### EXTRACTED INFORMATION
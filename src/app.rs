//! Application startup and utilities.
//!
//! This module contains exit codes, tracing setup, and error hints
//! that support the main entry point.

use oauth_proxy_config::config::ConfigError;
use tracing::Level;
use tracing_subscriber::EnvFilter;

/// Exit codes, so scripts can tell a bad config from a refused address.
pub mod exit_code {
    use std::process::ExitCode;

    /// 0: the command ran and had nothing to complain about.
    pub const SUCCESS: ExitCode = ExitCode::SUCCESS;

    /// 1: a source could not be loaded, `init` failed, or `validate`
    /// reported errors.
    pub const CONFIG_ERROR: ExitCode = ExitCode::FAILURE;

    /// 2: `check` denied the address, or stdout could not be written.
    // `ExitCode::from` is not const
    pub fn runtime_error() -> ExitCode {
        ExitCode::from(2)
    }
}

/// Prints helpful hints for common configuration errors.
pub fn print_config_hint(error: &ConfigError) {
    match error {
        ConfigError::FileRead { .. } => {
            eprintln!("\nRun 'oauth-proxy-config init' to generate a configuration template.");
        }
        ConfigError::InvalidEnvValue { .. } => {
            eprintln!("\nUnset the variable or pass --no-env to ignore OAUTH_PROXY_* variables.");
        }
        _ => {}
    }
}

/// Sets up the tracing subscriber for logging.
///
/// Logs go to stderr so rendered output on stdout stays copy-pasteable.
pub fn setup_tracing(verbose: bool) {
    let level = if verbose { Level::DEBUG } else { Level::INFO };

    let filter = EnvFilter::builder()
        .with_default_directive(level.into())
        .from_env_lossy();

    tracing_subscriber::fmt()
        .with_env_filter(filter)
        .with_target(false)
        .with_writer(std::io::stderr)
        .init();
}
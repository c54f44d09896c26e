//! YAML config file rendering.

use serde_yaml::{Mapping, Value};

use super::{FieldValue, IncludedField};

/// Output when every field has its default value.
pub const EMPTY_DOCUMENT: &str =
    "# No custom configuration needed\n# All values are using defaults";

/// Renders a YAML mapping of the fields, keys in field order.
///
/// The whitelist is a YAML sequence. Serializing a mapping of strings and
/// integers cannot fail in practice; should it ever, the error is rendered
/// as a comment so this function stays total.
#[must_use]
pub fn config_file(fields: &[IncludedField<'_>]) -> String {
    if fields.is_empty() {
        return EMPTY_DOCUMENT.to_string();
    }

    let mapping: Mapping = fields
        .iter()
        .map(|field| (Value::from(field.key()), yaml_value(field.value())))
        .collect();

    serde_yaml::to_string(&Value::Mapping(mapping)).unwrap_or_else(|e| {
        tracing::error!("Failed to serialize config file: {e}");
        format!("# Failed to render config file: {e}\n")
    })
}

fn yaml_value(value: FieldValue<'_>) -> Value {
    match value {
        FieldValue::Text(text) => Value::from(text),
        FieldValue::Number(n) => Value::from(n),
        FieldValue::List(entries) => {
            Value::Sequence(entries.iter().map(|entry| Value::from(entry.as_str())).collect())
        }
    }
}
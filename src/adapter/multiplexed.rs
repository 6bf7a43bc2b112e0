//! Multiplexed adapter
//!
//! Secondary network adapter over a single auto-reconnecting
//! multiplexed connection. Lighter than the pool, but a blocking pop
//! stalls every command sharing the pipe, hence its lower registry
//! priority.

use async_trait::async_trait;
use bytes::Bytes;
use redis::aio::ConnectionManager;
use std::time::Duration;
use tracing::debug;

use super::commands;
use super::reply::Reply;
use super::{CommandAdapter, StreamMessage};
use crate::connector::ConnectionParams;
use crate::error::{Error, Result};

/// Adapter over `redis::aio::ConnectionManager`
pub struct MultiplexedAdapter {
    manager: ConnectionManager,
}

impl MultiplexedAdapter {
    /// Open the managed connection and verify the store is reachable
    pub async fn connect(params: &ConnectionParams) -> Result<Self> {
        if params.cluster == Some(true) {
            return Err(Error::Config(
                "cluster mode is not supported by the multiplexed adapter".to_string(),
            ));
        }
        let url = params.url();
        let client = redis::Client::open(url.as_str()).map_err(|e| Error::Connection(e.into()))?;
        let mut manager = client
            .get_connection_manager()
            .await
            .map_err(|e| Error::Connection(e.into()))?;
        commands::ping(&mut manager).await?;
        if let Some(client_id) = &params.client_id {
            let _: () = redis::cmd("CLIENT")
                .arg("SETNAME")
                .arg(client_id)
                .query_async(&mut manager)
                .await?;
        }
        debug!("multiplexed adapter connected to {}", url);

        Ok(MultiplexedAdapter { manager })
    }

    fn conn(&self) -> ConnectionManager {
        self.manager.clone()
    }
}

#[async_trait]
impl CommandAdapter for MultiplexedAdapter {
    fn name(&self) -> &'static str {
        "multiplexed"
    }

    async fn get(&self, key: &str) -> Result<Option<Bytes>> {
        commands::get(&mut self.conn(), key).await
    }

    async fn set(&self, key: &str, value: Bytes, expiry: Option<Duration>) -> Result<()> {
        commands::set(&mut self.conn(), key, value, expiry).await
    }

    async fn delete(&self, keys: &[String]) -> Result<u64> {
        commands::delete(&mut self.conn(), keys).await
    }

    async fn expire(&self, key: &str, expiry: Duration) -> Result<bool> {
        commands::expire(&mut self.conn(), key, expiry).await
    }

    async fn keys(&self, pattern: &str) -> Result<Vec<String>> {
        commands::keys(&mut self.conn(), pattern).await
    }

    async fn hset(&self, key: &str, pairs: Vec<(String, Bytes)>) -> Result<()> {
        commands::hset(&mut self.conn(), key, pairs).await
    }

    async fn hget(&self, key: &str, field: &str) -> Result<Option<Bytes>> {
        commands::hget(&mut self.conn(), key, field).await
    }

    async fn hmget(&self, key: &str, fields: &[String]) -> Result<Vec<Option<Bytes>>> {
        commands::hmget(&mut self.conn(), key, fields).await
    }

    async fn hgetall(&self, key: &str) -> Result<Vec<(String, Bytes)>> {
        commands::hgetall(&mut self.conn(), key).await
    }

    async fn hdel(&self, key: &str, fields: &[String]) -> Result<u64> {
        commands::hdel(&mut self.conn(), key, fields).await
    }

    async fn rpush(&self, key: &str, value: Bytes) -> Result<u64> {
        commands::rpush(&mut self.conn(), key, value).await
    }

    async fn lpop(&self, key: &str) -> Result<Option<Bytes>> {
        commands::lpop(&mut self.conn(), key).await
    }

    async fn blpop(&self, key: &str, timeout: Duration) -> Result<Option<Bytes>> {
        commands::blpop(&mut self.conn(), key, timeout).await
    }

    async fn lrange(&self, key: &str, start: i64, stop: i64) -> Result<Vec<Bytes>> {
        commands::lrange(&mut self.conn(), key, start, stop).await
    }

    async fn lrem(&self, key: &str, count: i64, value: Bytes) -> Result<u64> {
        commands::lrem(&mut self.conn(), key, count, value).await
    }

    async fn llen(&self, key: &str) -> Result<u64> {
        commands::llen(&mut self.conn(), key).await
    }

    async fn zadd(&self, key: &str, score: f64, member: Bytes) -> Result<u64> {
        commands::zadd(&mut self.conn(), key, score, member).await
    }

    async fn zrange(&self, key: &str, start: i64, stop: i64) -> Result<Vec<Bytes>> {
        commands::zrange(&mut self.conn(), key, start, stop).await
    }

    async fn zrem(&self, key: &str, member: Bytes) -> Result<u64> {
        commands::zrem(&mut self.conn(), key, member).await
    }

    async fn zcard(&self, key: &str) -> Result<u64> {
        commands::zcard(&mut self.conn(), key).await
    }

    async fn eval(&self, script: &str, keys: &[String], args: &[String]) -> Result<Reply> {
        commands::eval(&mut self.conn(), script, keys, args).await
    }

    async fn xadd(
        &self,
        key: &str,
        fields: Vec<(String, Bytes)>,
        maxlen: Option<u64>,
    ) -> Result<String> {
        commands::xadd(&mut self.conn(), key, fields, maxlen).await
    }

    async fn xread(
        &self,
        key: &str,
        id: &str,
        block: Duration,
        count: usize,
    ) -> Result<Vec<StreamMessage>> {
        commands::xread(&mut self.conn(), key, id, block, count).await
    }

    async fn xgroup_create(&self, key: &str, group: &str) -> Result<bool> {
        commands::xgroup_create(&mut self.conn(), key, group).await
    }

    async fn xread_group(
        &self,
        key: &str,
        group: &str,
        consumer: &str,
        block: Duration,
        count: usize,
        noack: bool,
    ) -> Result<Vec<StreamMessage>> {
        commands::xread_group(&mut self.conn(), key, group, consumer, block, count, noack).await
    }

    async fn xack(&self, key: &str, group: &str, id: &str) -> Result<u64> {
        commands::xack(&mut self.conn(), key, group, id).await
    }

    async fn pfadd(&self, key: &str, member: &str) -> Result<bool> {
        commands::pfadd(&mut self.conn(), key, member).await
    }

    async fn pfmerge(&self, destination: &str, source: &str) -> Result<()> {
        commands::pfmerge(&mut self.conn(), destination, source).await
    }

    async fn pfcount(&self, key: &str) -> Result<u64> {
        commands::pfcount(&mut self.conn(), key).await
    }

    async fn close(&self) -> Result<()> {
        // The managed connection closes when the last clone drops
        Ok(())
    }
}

### WORK ITEM
Each line of the listing above that includes the word "ConnectionParams" should be copied.

### RESPONSE
use crate::connector::ConnectionParams;
    pub async fn connect(params: &ConnectionParams) -> Result<Self> {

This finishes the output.